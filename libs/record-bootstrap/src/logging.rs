//! Logging initialization.
//!
//! One `tracing` registry carries a human-readable or JSON layer on stderr and
//! an optional daily-rotated file layer. `RUST_LOG`, when set, wins over the
//! configured level. Records emitted through the `log` facade are bridged in.

use std::fmt;
use std::path::{Path, PathBuf};

use anyhow::Context as _;
use serde::{Deserialize, Serialize};
use tracing_appender::non_blocking::WorkerGuard;
use tracing_subscriber::layer::SubscriberExt as _;
use tracing_subscriber::{EnvFilter, Layer, Registry, fmt as tfmt};

use crate::paths::resolve_in;

#[derive(Debug, Clone, Copy, Default, PartialEq, Eq, Serialize, Deserialize)]
#[serde(rename_all = "lowercase")]
pub enum LogFormat {
    #[default]
    Text,
    Json,
}

impl fmt::Display for LogFormat {
    fn fmt(&self, f: &mut fmt::Formatter<'_>) -> fmt::Result {
        match self {
            LogFormat::Text => f.write_str("text"),
            LogFormat::Json => f.write_str("json"),
        }
    }
}

#[derive(Debug, Clone, PartialEq, Eq, Serialize, Deserialize)]
#[serde(default, deny_unknown_fields)]
pub struct LoggingConfig {
    /// Default filter directive, e.g. `info` or `record_store=debug,info`.
    pub level: String,
    pub format: LogFormat,
    /// Log file, rotated daily. Relative paths resolve inside the data directory.
    pub file: Option<String>,
}

impl Default for LoggingConfig {
    fn default() -> Self {
        Self {
            level: "info".to_owned(),
            format: LogFormat::Text,
            file: None,
        }
    }
}

impl LoggingConfig {
    /// Filter directive for a `-v` count: 1 info, 2 debug, 3 or more trace.
    #[must_use]
    pub fn level_for_verbosity(verbose: u8) -> Option<&'static str> {
        match verbose {
            0 => None,
            1 => Some("info"),
            2 => Some("debug"),
            _ => Some("trace"),
        }
    }

    /// Resolved location of the log file, if any.
    ///
    /// # Errors
    /// Fails when the path uses `~` and no home directory is known.
    pub fn file_path(&self, base_dir: &Path) -> anyhow::Result<Option<PathBuf>> {
        self.file
            .as_deref()
            .filter(|f| !f.trim().is_empty())
            .map(|f| resolve_in(base_dir, f))
            .transpose()
            .context("invalid logging.file")
    }
}

fn build_filter(cfg: &LoggingConfig) -> anyhow::Result<EnvFilter> {
    match EnvFilter::try_from_default_env() {
        Ok(filter) => Ok(filter),
        Err(_) => EnvFilter::try_new(&cfg.level)
            .with_context(|| format!("invalid logging.level '{}'", cfg.level)),
    }
}

type BoxedLayer = Box<dyn Layer<Registry> + Send + Sync>;

fn stderr_layer(format: LogFormat) -> BoxedLayer {
    match format {
        LogFormat::Text => tfmt::layer()
            .with_writer(std::io::stderr)
            .with_target(true)
            .boxed(),
        LogFormat::Json => tfmt::layer()
            .json()
            .with_writer(std::io::stderr)
            .with_current_span(true)
            .boxed(),
    }
}

fn file_layer(path: &Path, format: LogFormat) -> anyhow::Result<(BoxedLayer, WorkerGuard)> {
    let dir = path
        .parent()
        .filter(|p| !p.as_os_str().is_empty())
        .unwrap_or_else(|| Path::new("."));
    let file_name = path
        .file_name()
        .with_context(|| format!("logging.file has no file name: {}", path.display()))?;
    std::fs::create_dir_all(dir)
        .with_context(|| format!("failed to create log directory {}", dir.display()))?;

    let appender = tracing_appender::rolling::daily(dir, file_name);
    let (writer, guard) = tracing_appender::non_blocking(appender);

    let layer = match format {
        LogFormat::Text => tfmt::layer()
            .with_writer(writer)
            .with_ansi(false)
            .boxed(),
        LogFormat::Json => tfmt::layer().json().with_writer(writer).boxed(),
    };
    Ok((layer, guard))
}

/// Install the global subscriber.
///
/// The returned guard flushes the file writer on drop and must be held for
/// the lifetime of the process.
///
/// # Errors
/// Fails on an invalid filter directive, an unusable log file location, or
/// when a global subscriber is already installed.
pub fn init_logging(cfg: &LoggingConfig, base_dir: &Path) -> anyhow::Result<Option<WorkerGuard>> {
    let filter = build_filter(cfg)?;

    let mut layers: Vec<BoxedLayer> = vec![stderr_layer(cfg.format)];
    let mut guard = None;
    if let Some(path) = cfg.file_path(base_dir)? {
        let (layer, g) = file_layer(&path, cfg.format)?;
        layers.push(layer);
        guard = Some(g);
    }

    let subscriber = tracing_subscriber::registry().with(layers).with(filter);

    tracing_log::LogTracer::init().context("failed to bridge log records")?;
    tracing::subscriber::set_global_default(subscriber)
        .context("global tracing subscriber already installed")?;

    Ok(guard)
}
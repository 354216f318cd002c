//! Module declaration for the record store.

use std::sync::Arc;

use axum::Router;
use record_store_sdk::RecordStoreClient;
use tracing::{debug, info};

use crate::config::RecordStoreConfig;
use crate::domain::audit::AuditLog;
use crate::domain::records::RecordRepository;
use crate::domain::store::{Document, DocumentStore};
use crate::domain::tickets::TicketRepository;
use crate::local_client::LocalClient;

/// Record store module.
///
/// Owns the three collections (customer records, support tickets and the
/// request audit log), loads them once from a [`DocumentStore`] and exposes
/// them over REST and through an in-process [`RecordStoreClient`].
#[derive(Clone)]
pub struct RecordStoreModule {
    records: Arc<RecordRepository>,
    tickets: Arc<TicketRepository>,
    audit: Arc<AuditLog>,
}

impl RecordStoreModule {
    /// Key of this module's section under `modules` in the app config.
    pub const NAME: &'static str = "record_store";

    /// Load every collection from `store`.
    ///
    /// Missing or unreadable documents start out empty.
    pub fn init(store: Arc<dyn DocumentStore>, cfg: &RecordStoreConfig) -> Self {
        info!("Initializing record_store module");
        debug!(
            records = %cfg.records_file,
            tickets = %cfg.tickets_file,
            logs = %cfg.logs_file,
            "Loaded record_store config"
        );

        let records = Arc::new(RecordRepository::load(Document::new(
            store.clone(),
            cfg.records_file.as_str(),
        )));
        let tickets = Arc::new(TicketRepository::load(Document::new(
            store.clone(),
            cfg.tickets_file.as_str(),
        )));
        let audit = Arc::new(AuditLog::load(Document::new(store, cfg.logs_file.as_str())));

        info!("Record store module initialized");
        Self {
            records,
            tickets,
            audit,
        }
    }

    /// REST surface with JSON 404 and 405 fallbacks.
    ///
    /// Not audited on its own; wrap it with [`Self::audit_layer`] once any
    /// host layers that may reject requests are in place.
    #[must_use]
    pub fn router(&self) -> Router {
        info!("Registering record_store REST routes");
        crate::api::rest::routes::register_routes(
            Router::new(),
            self.records.clone(),
            self.tickets.clone(),
            self.audit.clone(),
        )
    }

    /// Record every request reaching `router` in this module's audit log.
    #[must_use]
    pub fn audit_layer(&self, router: Router) -> Router {
        crate::api::rest::routes::audit_layer(router, self.audit.clone())
    }

    #[must_use]
    pub fn client(&self) -> Arc<dyn RecordStoreClient> {
        Arc::new(LocalClient::new(self.records.clone(), self.tickets.clone()))
    }

    #[must_use]
    pub fn records(&self) -> &Arc<RecordRepository> {
        &self.records
    }

    #[must_use]
    pub fn tickets(&self) -> &Arc<TicketRepository> {
        &self.tickets
    }

    #[must_use]
    pub fn audit(&self) -> &Arc<AuditLog> {
        &self.audit
    }
}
+++
▶ **DESCRIPTION OF THE TASK**: Type out the material again exactly as presented.

▶ **RESPONSE AREA**:
filename libs/record-bootstrap/src/logging.rs
//! Logging initialization.
//!
//! One `tracing` registry carries a human-readable or JSON layer on stderr and
//! an optional daily-rotated file layer. `RUST_LOG`, when set, wins over the
//! configured level. Records emitted through the `log` facade are bridged in.

use std::fmt;
use std::path::{Path, PathBuf};

use anyhow::Context as _;
use serde::{Deserialize, Serialize};
use tracing_appender::non_blocking::WorkerGuard;
use tracing_subscriber::layer::SubscriberExt as _;
use tracing_subscriber::{EnvFilter, Layer, Registry, fmt as tfmt};

use crate::paths::resolve_in;

#[derive(Debug, Clone, Copy, Default, PartialEq, Eq, Serialize, Deserialize)]
#[serde(rename_all = "lowercase")]
pub enum LogFormat {
    #[default]
    Text,
    Json,
}

impl fmt::Display for LogFormat {
    fn fmt(&self, f: &mut fmt::Formatter<'_>) -> fmt::Result {
        match self {
            LogFormat::Text => f.write_str("text"),
            LogFormat::Json => f.write_str("json"),
        }
    }
}

#[derive(Debug, Clone, PartialEq, Eq, Serialize, Deserialize)]
#[serde(default, deny_unknown_fields)]
pub struct LoggingConfig {
    /// Default filter directive, e.g. `info` or `record_store=debug,info`.
    pub level: String,
    pub format: LogFormat,
    /// Log file, rotated daily. Relative paths resolve inside the data directory.
    pub file: Option<String>,
}

impl Default for LoggingConfig {
    fn default() -> Self {
        Self {
            level: "info".to_owned(),
            format: LogFormat::Text,
            file: None,
        }
    }
}

impl LoggingConfig {
    /// Filter directive for a `-v` count: 1 info, 2 debug, 3 or more trace.
    #[must_use]
    pub fn level_for_verbosity(verbose: u8) -> Option<&'static str> {
        match verbose {
            0 => None,
            1 => Some("info"),
            2 => Some("debug"),
            _ => Some("trace"),
        }
    }

    /// Resolved location of the log file, if any.
    ///
    /// # Errors
    /// Fails when the path uses `~` and no home directory is known.
    pub fn file_path(&self, base_dir: &Path) -> anyhow::Result<Option<PathBuf>> {
        self.file
            .as_deref()
            .filter(|f| !f.trim().is_empty())
            .map(|f| resolve_in(base_dir, f))
            .transpose()
            .context("invalid logging.file")
    }
}

fn build_filter(cfg: &LoggingConfig) -> anyhow::Result<EnvFilter> {
    match EnvFilter::try_from_default_env() {
        Ok(filter) => Ok(filter),
        Err(_) => EnvFilter::try_new(&cfg.level)
            .with_context(|| format!("invalid logging.level '{}'", cfg.level)),
    }
}

type BoxedLayer = Box<dyn Layer<Registry> + Send + Sync>;

fn stderr_layer(format: LogFormat) -> BoxedLayer {
    match format {
        LogFormat::Text => tfmt::layer()
            .with_writer(std::io::stderr)
            .with_target(true)
            .boxed(),
        LogFormat::Json => tfmt::layer()
            .json()
            .with_writer(std::io::stderr)
            .with_current_span(true)
            .boxed(),
    }
}

fn file_layer(path: &Path, format: LogFormat) -> anyhow::Result<(BoxedLayer, WorkerGuard)> {
    let dir = path
        .parent()
        .filter(|p| !p.as_os_str().is_empty())
        .unwrap_or_else(|| Path::new("."));
    let file_name = path
        .file_name()
        .with_context(|| format!("logging.file has no file name: {}", path.display()))?;
    std::fs::create_dir_all(dir)
        .with_context(|| format!("failed to create log directory {}", dir.display()))?;

    let appender = tracing_appender::rolling::daily(dir, file_name);
    let (writer, guard) = tracing_appender::non_blocking(appender);

    let layer = match format {
        LogFormat::Text => tfmt::layer()
            .with_writer(writer)
            .with_ansi(false)
            .boxed(),
        LogFormat::Json => tfmt::layer().json().with_writer(writer).boxed(),
    };
    Ok((layer, guard))
}

/// Install the global subscriber.
///
/// The returned guard flushes the file writer on drop and must be held for
/// the lifetime of the process.
///
/// # Errors
/// Fails on an invalid filter directive, an unusable log file location, or
/// when a global subscriber is already installed.
pub fn init_logging(cfg: &LoggingConfig, base_dir: &Path) -> anyhow::Result<Option<WorkerGuard>> {
    let filter = build_filter(cfg)?;

    let mut layers: Vec<BoxedLayer> = vec![stderr_layer(cfg.format)];
    let mut guard = None;
    if let Some(path) = cfg.file_path(base_dir)? {
        let (layer, g) = file_layer(&path, cfg.format)?;
        layers.push(layer);
        guard = Some(g);
    }

    let subscriber = tracing_subscriber::registry().with(layers).with(filter);

    tracing_log::LogTracer::init().context("failed to bridge log records")?;
    tracing::subscriber::set_global_default(subscriber)
        .context("global tracing subscriber already installed")?;

    Ok(guard)
}
repository 354216f318cd002c
//! Module declaration for the record store.

use std::sync::Arc;

use axum::Router;
use record_store_sdk::RecordStoreClient;
use tracing::{debug, info};

use crate::config::RecordStoreConfig;
use crate::domain::audit::AuditLog;
use crate::domain::records::RecordRepository;
use crate::domain::store::{Document, DocumentStore};
use crate::domain::tickets::TicketRepository;
use crate::local_client::LocalClient;

/// Record store module.
///
/// Owns the three collections (customer records, support tickets and the
/// request audit log), loads them once from a [`DocumentStore`] and exposes
/// them over REST and through an in-process [`RecordStoreClient`].
#[derive(Clone)]
pub struct RecordStoreModule {
    records: Arc<RecordRepository>,
    tickets: Arc<TicketRepository>,
    audit: Arc<AuditLog>,
}

impl RecordStoreModule {
    /// Key of this module's section under `modules` in the app config.
    pub const NAME: &'static str = "record_store";

    /// Load every collection from `store`.
    ///
    /// Missing or unreadable documents start out empty.
    pub fn init(store: Arc<dyn DocumentStore>, cfg: &RecordStoreConfig) -> Self {
        info!("Initializing record_store module");
        debug!(
            records = %cfg.records_file,
            tickets = %cfg.tickets_file,
            logs = %cfg.logs_file,
            "Loaded record_store config"
        );

        let records = Arc::new(RecordRepository::load(Document::new(
            store.clone(),
            cfg.records_file.as_str(),
        )));
        let tickets = Arc::new(TicketRepository::load(Document::new(
            store.clone(),
            cfg.tickets_file.as_str(),
        )));
        let audit = Arc::new(AuditLog::load(Document::new(store, cfg.logs_file.as_str())));

        info!("Record store module initialized");
        Self {
            records,
            tickets,
            audit,
        }
    }

    /// REST surface with JSON 404 and 405 fallbacks.
    ///
    /// Not audited on its own; wrap it with [`Self::audit_layer`] once any
    /// host layers that may reject requests are in place.
    #[must_use]
    pub fn router(&self) -> Router {
        info!("Registering record_store REST routes");
        crate::api::rest::routes::register_routes(
            Router::new(),
            self.records.clone(),
            self.tickets.clone(),
            self.audit.clone(),
        )
    }

    /// Record every request reaching `router` in this module's audit log.
    #[must_use]
    pub fn audit_layer(&self, router: Router) -> Router {
        crate::api::rest::routes::audit_layer(router, self.audit.clone())
    }

    #[must_use]
    pub fn client(&self) -> Arc<dyn RecordStoreClient> {
        Arc::new(LocalClient::new(self.records.clone(), self.tickets.clone()))
    }

    #[must_use]
    pub fn records(&self) -> &Arc<RecordRepository> {
        &self.records
    }

    #[must_use]
    pub fn tickets(&self) -> &Arc<TicketRepository> {
        &self.tickets
    }

    #[must_use]
    pub fn audit(&self) -> &Arc<AuditLog> {
        &self.audit
    }
}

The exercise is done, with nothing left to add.